Cuando la puerta se cerró, Heather soltó el aire y, mirando a su marido, dijo:
—Creo que tenemos que hablar todos.
Mientras Andrew daba vueltas por el patio, el resto de la casa despertaba despacio. Victor terminaba el desayuno, y Mary, junto a Veronica, guardaba la vajilla limpia en el armario.
—¿No deberías apoyar un poco a Andrew? —preguntó Mary con suavidad.
—¿Otra vez con sus fantasías? —bufó Veronica.
—¿Y si está viendo algo que a nosotros se nos escapa?
Veronica se quedó quieta. En la voz de su madre no había sorpresa, sino una extraña certeza, y por un instante sintió que Mary ocultaba algo.
—Sí, claro… —murmuró, fijando la vista en el plato.
Mary no respondió. Veronica notó de pronto lo torpes que habían sonado sus palabras. Se secó las manos y se dirigió a la puerta.
—Bueno, subo a mi cuarto.
La voz le salió baja, casi indiferente, pero con un matiz extraño: duda, tal vez desconcierto. Subió a su habitación sin poder estarse quieta. La frase de su madre —que Andrew podía ver “lo que se les había escapado”— no la dejaba en paz. Se acercó a la ventana y lo vio vagando por el patio, con aire perdido.
Las nubes se cerraban rápidas en el cielo, y el viento aullaba cada vez más fuerte en las chimeneas.

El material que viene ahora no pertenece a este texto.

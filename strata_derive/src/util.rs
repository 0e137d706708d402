/// Inner type of `Option<T>`, `None` for any other type.
pub(crate) fn option_inner(ty: &syn::Type) -> Option<&syn::Type> {
    let syn::Type::Path(type_path) = ty else {
        return None;
    };
    if type_path.qself.is_some() {
        return None;
    }
    let segment = type_path.path.segments.last()?;
    if segment.ident != "Option" {
        return None;
    }
    let syn::PathArguments::AngleBracketed(args) = &segment.arguments else {
        return None;
    };
    match args.args.first() {
        Some(syn::GenericArgument::Type(inner)) if args.args.len() == 1 => Some(inner),
        _ => None,
    }
}
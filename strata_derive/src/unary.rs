use darling::{FromDeriveInput, FromVariant, ast};
use heck::ToSnakeCase;
use proc_macro::TokenStream;
use quote::{format_ident, quote};
use syn::{DeriveInput, parse_macro_input};

#[derive(Debug, FromDeriveInput)]
#[darling(attributes(operator), supports(enum_unit))]
struct UnaryInput {
    ident: syn::Ident,
    vis: syn::Visibility,
    data: ast::Data<UnaryVariant, ()>,
    filter: syn::Ident,
}

#[derive(Debug, FromVariant)]
struct UnaryVariant {
    ident: syn::Ident,
}

pub fn unary_operator_methods_impl(input: TokenStream) -> TokenStream {
    let input = parse_macro_input!(input as DeriveInput);
    let op = match UnaryInput::from_derive_input(&input) {
        Ok(v) => v,
        Err(e) => return e.write_errors().into(),
    };

    let enum_name = &op.ident;
    let vis = &op.vis;
    let filter = &op.filter;
    let Some(variants) = op.data.take_enum() else {
        return syn::Error::new_spanned(enum_name, "only enums are supported")
            .to_compile_error()
            .into();
    };

    let methods = variants.iter().map(|v| {
        let var = &v.ident;
        let snake = var.to_string().to_snake_case();
        let where_fn = format_ident!("where_{}", snake);
        let or_where_fn = format_ident!("or_where_{}", snake);

        quote! {
            fn #where_fn<C, I>(self, column: C) -> Self
            where
                C: crate::expr::Operand<Self::Sources, I>,
            {
                crate::Filter::where_unary(self, crate::expr::Conjunction::And, column, #enum_name::#var)
            }

            fn #or_where_fn<C, I>(self, column: C) -> Self
            where
                C: crate::expr::Operand<Self::Sources, I>,
            {
                crate::Filter::where_unary(self, crate::expr::Conjunction::Or, column, #enum_name::#var)
            }
        }
    });

    quote! {
        /// `is null` and `is not null` filters.
        #vis trait #filter: crate::Filter {
            #(#methods)*
        }

        impl<T: crate::Filter> #filter for T {}
    }
    .into()
}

Andrew rodeaba la casa por tercera vez cuando se agachó a atarse un cordón. De reojo vio movimiento en la ventana de Veronica: ella le hacía señas. La idea ni siquiera tomó forma; ya corría hacia la casa.

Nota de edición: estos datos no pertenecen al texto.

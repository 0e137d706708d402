//! Type level description of a database.
//!
//! Tables and columns are zero sized markers generated by `#[derive(Table)]`.
//! A query keeps the tables it selects from in a from-list, a type level
//! list built from nested pairs: `(pet::table, (person::table, ()))`. The
//! [`Contains`] trait proves that a table is part of such a list, and the
//! index parameter it carries is always inferred.

use std::{fmt, marker::PhantomData};

use indexmap::IndexMap;

use crate::{
    expr::Expr,
    ident::{Ident, IntoIdent},
    row::FromRow,
    writer::{FormatContext, FormatWriter},
};

pub trait Table: Copy + Default + Send + Sync + 'static {
    const NAME: &'static str;
    const COLUMNS: &'static [&'static str];

    /// Row struct returned by `select_all`.
    type Row: FromRow;

    /// Value types of every column, in declaration order.
    type Shape;

    fn alias<A: IntoIdent>(self, alias: A) -> AliasedTable<Self> {
        AliasedTable {
            alias: alias.into_ident(),
            _table: PhantomData,
        }
    }
}

pub trait Column: Copy + Default + Send + Sync + 'static {
    type Table: Table;
    type Value;
    const NAME: &'static str;

    fn alias<A: IntoIdent>(self, alias: A) -> AliasedColumn<Self> {
        AliasedColumn {
            alias: alias.into_ident(),
            _column: PhantomData,
        }
    }
}

/// Column that may be written by an update.
pub trait Updatable: Column {}

/// A complete insert row, every required column has a value.
pub trait InsertRow {
    type Table: Table;

    fn into_assignments(self) -> Assignments;
}

pub trait Schema: Send + Sync + 'static {
    const TABLES: &'static [&'static str];
}

pub trait HasTable<T: Table>: Schema {}

pub struct AliasedTable<T> {
    pub(crate) alias: Ident,
    _table: PhantomData<fn() -> T>,
}

impl<T> Clone for AliasedTable<T> {
    fn clone(&self) -> Self {
        Self {
            alias: self.alias.clone(),
            _table: PhantomData,
        }
    }
}

impl<T: Table> fmt::Debug for AliasedTable<T> {
    fn fmt(&self, f: &mut fmt::Formatter<'_>) -> fmt::Result {
        write!(f, "{} as {}", T::NAME, self.alias)
    }
}

pub struct AliasedColumn<C> {
    pub(crate) alias: Ident,
    _column: PhantomData<fn() -> C>,
}

impl<C> Clone for AliasedColumn<C> {
    fn clone(&self) -> Self {
        Self {
            alias: self.alias.clone(),
            _column: PhantomData,
        }
    }
}

impl<C: Column> fmt::Debug for AliasedColumn<C> {
    fn fmt(&self, f: &mut fmt::Formatter<'_>) -> fmt::Result {
        write!(f, "{}.{} as {}", <C::Table as Table>::NAME, C::NAME, self.alias)
    }
}

/// Table name plus optional alias, as written in a `from` or `join`.
#[doc(hidden)]
#[derive(Debug, Clone)]
pub struct TableRef {
    pub(crate) name: &'static str,
    pub(crate) alias: Option<Ident>,
}

impl TableRef {
    pub(crate) fn scope_entry(&self) -> (&'static str, Option<Ident>) {
        (self.name, self.alias.clone())
    }
}

impl FormatWriter for TableRef {
    fn format_writer<W: fmt::Write>(&self, context: &mut FormatContext<'_, W>) -> fmt::Result {
        context.write_table(self.name)?;
        context.write_alias(self.alias.as_ref())
    }
}

/// Something that can appear in `from`: a table or an aliased table.
pub trait TableExpr {
    type Table: Table;

    #[doc(hidden)]
    fn into_table_ref(self) -> TableRef;
}

impl<T: Table> TableExpr for T {
    type Table = T;

    fn into_table_ref(self) -> TableRef {
        TableRef {
            name: T::NAME,
            alias: None,
        }
    }
}

impl<T: Table> TableExpr for AliasedTable<T> {
    type Table = T;

    fn into_table_ref(self) -> TableRef {
        TableRef {
            name: T::NAME,
            alias: Some(self.alias),
        }
    }
}

pub struct Here;

pub struct There<I>(PhantomData<I>);

/// `T` is an element of the type level list `Self`.
#[diagnostic::on_unimplemented(
    message = "table `{T}` is not part of this query",
    label = "column of a table that is not in the from list"
)]
pub trait Contains<T, I> {}

impl<T, Rest> Contains<T, Here> for (T, Rest) {}

impl<T, Head, Rest, I> Contains<T, There<I>> for (Head, Rest) where Rest: Contains<T, I> {}

/// Tables a query may select from: the schema `S` plus the common table
/// expressions `W` declared with `with`.
pub struct Scope<S, W>(PhantomData<fn() -> (S, W)>);

pub struct InSchema;

pub struct InCte<I>(PhantomData<I>);

#[diagnostic::on_unimplemented(
    message = "table `{T}` is neither in the schema nor a common table expression"
)]
pub trait Reachable<T, I> {}

impl<S, W, T> Reachable<T, InSchema> for Scope<S, W>
where
    S: HasTable<T>,
    T: Table,
{
}

impl<S, W, T, I> Reachable<T, InCte<I>> for Scope<S, W> where W: Contains<T, I> {}

/// Push `V` at the end of a result tuple.
pub trait Append<V> {
    type Output;
}

impl<V> Append<V> for () {
    type Output = (V,);
}

macro_rules! impl_append {
    ($($ty:ident),+) => {
        impl<$($ty,)+ V> Append<V> for ($($ty,)+) {
            type Output = ($($ty,)+ V);
        }
    };
}

impl_append!(A);
impl_append!(A, B);
impl_append!(A, B, C);
impl_append!(A, B, C, D);
impl_append!(A, B, C, D, E);
impl_append!(A, B, C, D, E, F);
impl_append!(A, B, C, D, E, F, G);
impl_append!(A, B, C, D, E, F, G, H);
impl_append!(A, B, C, D, E, F, G, H, I);
impl_append!(A, B, C, D, E, F, G, H, I, J);
impl_append!(A, B, C, D, E, F, G, H, I, J, K);

/// Insert builder state of a required column that has no value yet.
pub struct Unset;

/// Insert builder state of a required column that has a value.
pub struct Set;

/// Column values of one insert row, in the order they were set.
#[derive(Debug, Default, Clone)]
pub struct Assignments(pub(crate) IndexMap<&'static str, Expr>);

impl Assignments {
    #[doc(hidden)]
    pub fn set(&mut self, column: &'static str, value: Expr) {
        self.0.insert(column, value);
    }

    pub fn len(&self) -> usize {
        self.0.len()
    }

    pub fn is_empty(&self) -> bool {
        self.0.is_empty()
    }

    pub fn columns(&self) -> impl Iterator<Item = &'static str> + '_ {
        self.0.keys().copied()
    }
}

—Verás… —Veronica lo recibió en la entrada y se interrumpió—. He soñado algo, cuando tú… bueno… fuiste a por el signo.
Andrew se quitó la chaqueta y se sentó.
—¿Otra vez lo de que te conviertes en el centro del universo?
Ella se mordió el labio, dejando pasar la broma.

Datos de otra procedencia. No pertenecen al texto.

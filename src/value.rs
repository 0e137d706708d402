use crate::expr::{Expr, IntoExpr};

// max size is 32 bytes
#[derive(Debug, Clone, PartialEq)]
pub enum Value {
    Null,
    Bool(bool),
    I16(i16),
    I32(i32),
    I64(i64),
    F32(f32),
    F64(f64),
    String(String),
    Bytes(Vec<u8>),
}

impl Value {
    pub fn is_null(&self) -> bool {
        matches!(self, Self::Null)
    }

    pub fn kind(&self) -> &'static str {
        match self {
            Self::Null => "null",
            Self::Bool(_) => "bool",
            Self::I16(_) => "i16",
            Self::I32(_) => "i32",
            Self::I64(_) => "i64",
            Self::F32(_) => "f32",
            Self::F64(_) => "f64",
            Self::String(_) => "string",
            Self::Bytes(_) => "bytes",
        }
    }

    fn as_i64(&self) -> Option<i64> {
        match *self {
            Self::I16(value) => Some(i64::from(value)),
            Self::I32(value) => Some(i64::from(value)),
            Self::I64(value) => Some(value),
            _ => None,
        }
    }
}

#[derive(Debug, Clone, PartialEq, Eq, thiserror::Error)]
#[error("expected {expected}, found {found}")]
pub struct ValueError {
    pub expected: &'static str,
    pub found: String,
}

impl ValueError {
    pub fn new(expected: &'static str, value: &Value) -> Self {
        let found = match value {
            Value::String(s) => format!("string `{s}`"),
            other => other.kind().to_owned(),
        };
        Self { expected, found }
    }
}

pub trait IntoValue {
    fn into_value(self) -> Value;
}

pub trait FromValue: Sized {
    fn from_value(value: Value) -> Result<Self, ValueError>;
}

impl IntoValue for Value {
    fn into_value(self) -> Value {
        self
    }
}

impl FromValue for Value {
    fn from_value(value: Value) -> Result<Self, ValueError> {
        Ok(value)
    }
}

impl<T> IntoValue for Option<T>
where
    T: IntoValue,
{
    fn into_value(self) -> Value {
        if let Some(value) = self {
            value.into_value()
        } else {
            Value::Null
        }
    }
}

impl<T> FromValue for Option<T>
where
    T: FromValue,
{
    fn from_value(value: Value) -> Result<Self, ValueError> {
        if value.is_null() {
            Ok(None)
        } else {
            T::from_value(value).map(Some)
        }
    }
}

impl IntoValue for bool {
    fn into_value(self) -> Value {
        Value::Bool(self)
    }
}

impl FromValue for bool {
    fn from_value(value: Value) -> Result<Self, ValueError> {
        // mysql and sqlite store booleans as integers
        match value {
            Value::Bool(value) => Ok(value),
            ref other => match other.as_i64() {
                Some(0) => Ok(false),
                Some(1) => Ok(true),
                _ => Err(ValueError::new("bool", other)),
            },
        }
    }
}

macro_rules! impl_integer {
    ($($ty:ty => $variant:ident),* $(,)?) => {
        $(
            impl IntoValue for $ty {
                fn into_value(self) -> Value {
                    Value::$variant(self)
                }
            }

            impl FromValue for $ty {
                fn from_value(value: Value) -> Result<Self, ValueError> {
                    value
                        .as_i64()
                        .and_then(|int| <$ty>::try_from(int).ok())
                        .ok_or_else(|| ValueError::new(stringify!($ty), &value))
                }
            }
        )*
    };
}

impl_integer! {
    i16 => I16,
    i32 => I32,
    i64 => I64,
}

impl IntoValue for u8 {
    fn into_value(self) -> Value {
        Value::I16(i16::from(self))
    }
}

impl IntoValue for u16 {
    fn into_value(self) -> Value {
        Value::I32(i32::from(self))
    }
}

impl IntoValue for u32 {
    fn into_value(self) -> Value {
        Value::I64(i64::from(self))
    }
}

impl IntoValue for f32 {
    fn into_value(self) -> Value {
        Value::F32(self)
    }
}

impl FromValue for f32 {
    fn from_value(value: Value) -> Result<Self, ValueError> {
        match value {
            Value::F32(value) => Ok(value),
            #[allow(clippy::cast_possible_truncation)]
            Value::F64(value) => Ok(value as f32),
            other => Err(ValueError::new("f32", &other)),
        }
    }
}

impl IntoValue for f64 {
    fn into_value(self) -> Value {
        Value::F64(self)
    }
}

impl FromValue for f64 {
    fn from_value(value: Value) -> Result<Self, ValueError> {
        match value {
            Value::F64(value) => Ok(value),
            Value::F32(value) => Ok(f64::from(value)),
            #[allow(clippy::cast_precision_loss)]
            ref other => other
                .as_i64()
                .map(|int| int as f64)
                .ok_or_else(|| ValueError::new("f64", other)),
        }
    }
}

impl IntoValue for String {
    fn into_value(self) -> Value {
        Value::String(self)
    }
}

impl IntoValue for &str {
    fn into_value(self) -> Value {
        Value::String(self.to_owned())
    }
}

impl FromValue for String {
    fn from_value(value: Value) -> Result<Self, ValueError> {
        match value {
            Value::String(value) => Ok(value),
            other => Err(ValueError::new("string", &other)),
        }
    }
}

impl IntoValue for Vec<u8> {
    fn into_value(self) -> Value {
        Value::Bytes(self)
    }
}

impl IntoValue for &[u8] {
    fn into_value(self) -> Value {
        Value::Bytes(self.to_vec())
    }
}

impl FromValue for Vec<u8> {
    fn from_value(value: Value) -> Result<Self, ValueError> {
        match value {
            Value::Bytes(value) => Ok(value),
            Value::String(value) => Ok(value.into_bytes()),
            other => Err(ValueError::new("bytes", &other)),
        }
    }
}

/// Let `$source` be written where a column of type `$target` (or its
/// nullable form) is expected.
#[doc(hidden)]
#[macro_export]
macro_rules! impl_into_expr {
    ($($target:ty => [$($source:ty),+ $(,)?]),* $(,)?) => {
        $(
            $(
                impl $crate::IntoExpr<$target> for $source {
                    fn into_expr(self) -> $crate::expr::Expr {
                        $crate::expr::Expr::Value($crate::IntoValue::into_value(self))
                    }
                }

                impl $crate::IntoExpr<::std::option::Option<$target>> for $source {
                    fn into_expr(self) -> $crate::expr::Expr {
                        $crate::expr::Expr::Value($crate::IntoValue::into_value(self))
                    }
                }
            )+
        )*
    };
}

impl_into_expr! {
    bool => [bool],
    i16 => [i16],
    i32 => [i32],
    i64 => [i64],
    f32 => [f32],
    f64 => [f64],
    String => [String, &str],
    Vec<u8> => [Vec<u8>, &[u8]],
}

impl<T: IntoValue> IntoExpr<Option<T>> for Option<T> {
    fn into_expr(self) -> Expr {
        Expr::Value(self.into_value())
    }
}

impl IntoExpr<Value> for Value {
    fn into_expr(self) -> Expr {
        Expr::Value(self)
    }
}

#[cfg(feature = "chrono")]
mod chrono_impls {
    use super::*;

    const DATETIME_FORMAT: &str = "%Y-%m-%d %H:%M:%S%.f";

    impl IntoValue for chrono::NaiveDateTime {
        fn into_value(self) -> Value {
            Value::String(self.format(DATETIME_FORMAT).to_string())
        }
    }

    impl FromValue for chrono::NaiveDateTime {
        fn from_value(value: Value) -> Result<Self, ValueError> {
            match value {
                Value::String(ref s) => chrono::NaiveDateTime::parse_from_str(s, DATETIME_FORMAT)
                    .or_else(|_| s.parse::<chrono::NaiveDateTime>())
                    .map_err(|_| ValueError::new("datetime", &value)),
                other => Err(ValueError::new("datetime", &other)),
            }
        }
    }

    impl IntoValue for chrono::NaiveDate {
        fn into_value(self) -> Value {
            Value::String(self.format("%Y-%m-%d").to_string())
        }
    }

    impl FromValue for chrono::NaiveDate {
        fn from_value(value: Value) -> Result<Self, ValueError> {
            match value {
                Value::String(ref s) => s
                    .parse::<chrono::NaiveDate>()
                    .map_err(|_| ValueError::new("date", &value)),
                other => Err(ValueError::new("date", &other)),
            }
        }
    }

    impl IntoValue for chrono::DateTime<chrono::Utc> {
        fn into_value(self) -> Value {
            Value::String(self.to_rfc3339())
        }
    }

    impl FromValue for chrono::DateTime<chrono::Utc> {
        fn from_value(value: Value) -> Result<Self, ValueError> {
            match value {
                Value::String(ref s) => chrono::DateTime::parse_from_rfc3339(s)
                    .map(|dt| dt.with_timezone(&chrono::Utc))
                    .map_err(|_| ValueError::new("timestamp", &value)),
                other => Err(ValueError::new("timestamp", &other)),
            }
        }
    }

    impl_into_expr! {
        chrono::NaiveDateTime => [chrono::NaiveDateTime],
        chrono::NaiveDate => [chrono::NaiveDate],
        chrono::DateTime<chrono::Utc> => [chrono::DateTime<chrono::Utc>],
    }
}

#[cfg(feature = "time")]
mod time_impls {
    use time::format_description::well_known::Rfc3339;

    use super::*;

    impl IntoValue for time::OffsetDateTime {
        fn into_value(self) -> Value {
            // rfc3339 only covers years 0 to 9999
            let text = self.format(&Rfc3339).unwrap_or_else(|_| self.to_string());
            Value::String(text)
        }
    }

    impl FromValue for time::OffsetDateTime {
        fn from_value(value: Value) -> Result<Self, ValueError> {
            match value {
                Value::String(ref s) => time::OffsetDateTime::parse(s, &Rfc3339)
                    .map_err(|_| ValueError::new("timestamp", &value)),
                other => Err(ValueError::new("timestamp", &other)),
            }
        }
    }

    impl_into_expr! {
        time::OffsetDateTime => [time::OffsetDateTime],
    }
}

#[cfg(feature = "uuid")]
mod uuid_impls {
    use super::*;

    impl IntoValue for uuid::Uuid {
        fn into_value(self) -> Value {
            Value::String(self.hyphenated().to_string())
        }
    }

    impl FromValue for uuid::Uuid {
        fn from_value(value: Value) -> Result<Self, ValueError> {
            match value {
                Value::String(ref s) => {
                    uuid::Uuid::parse_str(s).map_err(|_| ValueError::new("uuid", &value))
                }
                Value::Bytes(ref bytes) => {
                    uuid::Uuid::from_slice(bytes).map_err(|_| ValueError::new("uuid", &value))
                }
                other => Err(ValueError::new("uuid", &other)),
            }
        }
    }

    impl_into_expr! {
        uuid::Uuid => [uuid::Uuid],
    }
}

#[cfg(feature = "json")]
mod json_impls {
    use super::*;

    impl IntoValue for serde_json::Value {
        fn into_value(self) -> Value {
            Value::String(self.to_string())
        }
    }

    impl FromValue for serde_json::Value {
        fn from_value(value: Value) -> Result<Self, ValueError> {
            match value {
                Value::String(ref s) => {
                    serde_json::from_str(s).map_err(|_| ValueError::new("json", &value))
                }
                Value::Bytes(ref bytes) => {
                    serde_json::from_slice(bytes).map_err(|_| ValueError::new("json", &value))
                }
                other => Err(ValueError::new("json", &other)),
            }
        }
    }

    impl_into_expr! {
        serde_json::Value => [serde_json::Value],
    }
}

#[cfg(feature = "secrecy")]
mod secrecy_impls {
    use secrecy::ExposeSecret;

    use super::*;

    impl IntoValue for secrecy::SecretString {
        fn into_value(self) -> Value {
            Value::String(self.expose_secret().to_owned())
        }
    }

    impl IntoExpr<String> for secrecy::SecretString {
        fn into_expr(self) -> Expr {
            Expr::Value(self.into_value())
        }
    }
}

—Caminábamos por un bosque envuelto en niebla. Las ramas se movían solas, sin viento, sin ruido, solo nuestros pasos. Y todo el tiempo sentíamos una mirada.
—¿De quién? —Andrew se tensó al instante, pendiente de cada palabra.
Veronica pasó la mano por la mesa sin mirarlo. La máscara de indiferencia se le resquebrajaba, dejando ver algo frágil.
—No lo sé… —susurró—. Lo que más recuerdo es el rostro. El mismo que el de ella… la mujer de la fotografía. Apareció tan de repente que me desperté sin saber dónde estaba.
Algo en su voz lo alertó.
—¿Lo recuerdas bien?
—Era aterradoramente real.
Veronica se quedó mirando los copos tras el cristal.
—No entiendo nada… —murmuró, rascando el vidrio con la uña.
Andrew palpó la estatuilla en el bolsillo. Su superficie cálida lo tranquilizaba de un modo inexplicable. Por primera vez en mucho tiempo, Veronica no se burlaba de él.
—Pensé que quizá mi sueño y lo que tú sientes estén relacionados.
Andrew alzó las cejas, sorprendido. Ni siquiera se había atrevido a esperarlo.
—Entonces no es casualidad —dijo casi sin aliento.
La conversación fluyó del sueño de Veronica a las rarezas de los últimos días. Andrew parecía iluminarse por dentro: por fin, contra todo pronóstico, podían hablar de igual a igual. Sacó del bolsillo un paquete arrugado de ositos de goma y le ofreció uno.
—¿Te estás quedando conmigo? —resopló ella—. ¡Eso es puro ácido!